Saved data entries
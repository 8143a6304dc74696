//! Attendance aggregation over a cutoff window.
//!
//! This module folds raw per-day inputs (attendance rows, approved leave,
//! the holiday calendar, the employee's rest-day schedule) into one
//! [`AttendanceSummary`] per employee, classifying every calendar day of
//! the window exactly once. The fold is pure: recomputing it over the same
//! inputs yields the same summary.

use chrono::NaiveDate;
use rust_decimal::Decimal;

use crate::config::HolidayPolicy;
use crate::models::{
    AttendanceDay, Employee, Holiday, HolidayKind, LeaveRequest, PayslipEarning,
};
use crate::rounding::{days_in_window, round_currency, round_quantity};

/// Classification of one calendar day inside the cutoff window.
///
/// Precedence, highest first: holiday, approved leave, rest day, recorded
/// attendance, unpaid absence. A day is classified exactly once.
#[derive(Debug, Clone, Copy, PartialEq, Eq)]
pub enum DayClass {
    /// A company holiday; payable whether or not the employee clocked in.
    Holiday(HolidayKind),
    /// Covered by approved paid leave.
    PaidLeave,
    /// Covered by approved unpaid leave; not payable, but not an absence.
    UnpaidLeave,
    /// A scheduled rest day.
    RestDay,
    /// Attendance recorded for the full day.
    PresentFull,
    /// Attendance recorded with an explicit half-day marker.
    PresentHalf,
    /// A working day with no attendance, leave, or holiday covering it.
    UnpaidAbsence,
}

/// Whether an attendance remark carries an explicit half-day marker.
///
/// The marker convention is free text, so matching is deliberately loose:
/// any of `HALF_DAY`, `HALF DAY`, or `HALFDAY` anywhere in the remark,
/// case-insensitive.
pub fn is_half_day_remark(remarks: &str) -> bool {
    let upper = remarks.to_uppercase();
    upper.contains("HALF_DAY") || upper.contains("HALF DAY") || upper.contains("HALFDAY")
}

/// Classifies a single calendar day for one employee.
pub fn classify_day(
    date: NaiveDate,
    employee: &Employee,
    attendance: Option<&AttendanceDay>,
    leaves: &[LeaveRequest],
    holiday: Option<&Holiday>,
) -> DayClass {
    if let Some(holiday) = holiday {
        return DayClass::Holiday(holiday.kind);
    }
    if let Some(leave) = leaves.iter().find(|l| l.covers(date)) {
        return if leave.paid {
            DayClass::PaidLeave
        } else {
            DayClass::UnpaidLeave
        };
    }
    if employee.schedule.is_rest_day(date) {
        return DayClass::RestDay;
    }
    match attendance {
        Some(day) => {
            let half = day
                .remarks
                .as_deref()
                .map(is_half_day_remark)
                .unwrap_or(false);
            if half {
                DayClass::PresentHalf
            } else {
                DayClass::PresentFull
            }
        }
        None => DayClass::UnpaidAbsence,
    }
}

/// Per-employee attendance aggregate for one cutoff window.
#[derive(Debug, Clone, Default, PartialEq)]
pub struct AttendanceSummary {
    /// Scheduled working days in the window (non-rest days).
    pub working_days: Decimal,
    /// Days payable at the daily rate (present, paid leave, rest, holiday).
    pub payable_days: Decimal,
    /// Working days with nothing covering them.
    pub unpaid_absences: Decimal,
    /// Total minutes late across the window.
    pub tardiness_mins: Decimal,
    /// Total minutes of undertime across the window.
    pub undertime_mins: Decimal,
    /// Total hours actually worked.
    pub hours_worked: Decimal,
    /// Total hours inside the night-differential window.
    pub night_diff_hours: Decimal,
    /// Regular holidays the employee clocked in on.
    pub regular_holidays_worked: Decimal,
    /// Special non-working days the employee clocked in on.
    pub special_holidays_worked: Decimal,
}

/// Folds the window's raw inputs into an [`AttendanceSummary`].
///
/// Every calendar day from `cutoff_start` through `cutoff_end` is
/// classified once via [`classify_day`]. Payability by class:
///
/// - holiday: one payable day whether or not the employee clocked in
/// - paid leave: one payable day
/// - rest day: one payable day
/// - present: one payable day, half with a half-day marker
/// - unpaid leave: zero payable days, and not an absence
/// - anything else on a working day: one unpaid absence
///
/// Attendance-row metrics (tardiness, undertime, hours, night-diff hours)
/// accumulate whenever a row exists for the date, regardless of class.
pub fn summarize_attendance(
    employee: &Employee,
    cutoff_start: NaiveDate,
    cutoff_end: NaiveDate,
    attendance: &[AttendanceDay],
    leaves: &[LeaveRequest],
    holidays: &[Holiday],
) -> AttendanceSummary {
    let mut summary = AttendanceSummary::default();
    let half_day = Decimal::new(5, 1);

    for date in days_in_window(cutoff_start, cutoff_end) {
        let row = attendance.iter().find(|a| a.date == date);
        let holiday = holidays.iter().find(|h| h.date == date);

        if !employee.schedule.is_rest_day(date) {
            summary.working_days += Decimal::ONE;
        }

        if let Some(row) = row {
            summary.tardiness_mins += row.tardiness_mins;
            summary.undertime_mins += row.undertime_mins;
            summary.hours_worked += row.hours_worked;
            summary.night_diff_hours += row.night_diff_hours;
        }

        match classify_day(date, employee, row, leaves, holiday) {
            DayClass::Holiday(kind) => {
                summary.payable_days += Decimal::ONE;
                if row.is_some() {
                    match kind {
                        HolidayKind::Regular => summary.regular_holidays_worked += Decimal::ONE,
                        HolidayKind::SpecialNonWorking => {
                            summary.special_holidays_worked += Decimal::ONE
                        }
                    }
                }
            }
            DayClass::PaidLeave | DayClass::RestDay | DayClass::PresentFull => {
                summary.payable_days += Decimal::ONE;
            }
            DayClass::PresentHalf => {
                summary.payable_days += half_day;
            }
            DayClass::UnpaidLeave => {}
            DayClass::UnpaidAbsence => {
                summary.unpaid_absences += Decimal::ONE;
            }
        }
    }

    summary.payable_days = round_quantity(summary.payable_days);
    summary.hours_worked = round_quantity(summary.hours_worked);
    summary.night_diff_hours = round_quantity(summary.night_diff_hours);
    summary
}

/// Builds holiday premium earning lines from a summary.
///
/// The premium pays the excess over the already-payable holiday day:
/// `dailyRate x (multiplier - 1)` per holiday the employee clocked in on.
/// Holidays spent at home pay the plain daily rate only.
pub fn holiday_premium_earnings(
    summary: &AttendanceSummary,
    daily_rate: Decimal,
    policy: &HolidayPolicy,
) -> Vec<PayslipEarning> {
    let mut earnings = Vec::new();
    let cases = [
        (
            summary.regular_holidays_worked,
            policy.regular_multiplier,
            "REGULAR_HOLIDAY_PAY",
            "Regular Holiday Premium",
        ),
        (
            summary.special_holidays_worked,
            policy.special_multiplier,
            "SPECIAL_HOLIDAY_PAY",
            "Special Holiday Premium",
        ),
    ];

    for (days, multiplier, type_code, description) in cases {
        let premium_rate = multiplier - Decimal::ONE;
        if days <= Decimal::ZERO || premium_rate <= Decimal::ZERO {
            continue;
        }
        earnings.push(PayslipEarning {
            type_code: type_code.to_string(),
            description: description.to_string(),
            quantity: Some(round_quantity(days)),
            rate: Some(round_quantity(daily_rate * premium_rate)),
            amount: round_currency(days * daily_rate * premium_rate),
        });
    }

    earnings
}

/// Builds the night-differential earning line, when one is payable.
pub fn night_diff_earning(
    employee: &Employee,
    summary: &AttendanceSummary,
    hourly_rate: Decimal,
    night_diff_rate: Decimal,
) -> Option<PayslipEarning> {
    if !employee.night_diff_eligible
        || summary.night_diff_hours <= Decimal::ZERO
        || night_diff_rate <= Decimal::ZERO
    {
        return None;
    }
    Some(PayslipEarning {
        type_code: "NIGHT_DIFF".to_string(),
        description: "Night Differential".to_string(),
        quantity: Some(summary.night_diff_hours),
        rate: Some(round_quantity(hourly_rate * night_diff_rate)),
        amount: round_currency(summary.night_diff_hours * hourly_rate * night_diff_rate),
    })
}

- [EXERCISE DETAILS] Identify the lines above that contain the word "HolidayPolicy", then copy them.

- [ANSWER FOR THIS EXERCISE]
use crate::config::HolidayPolicy;
    policy: &HolidayPolicy,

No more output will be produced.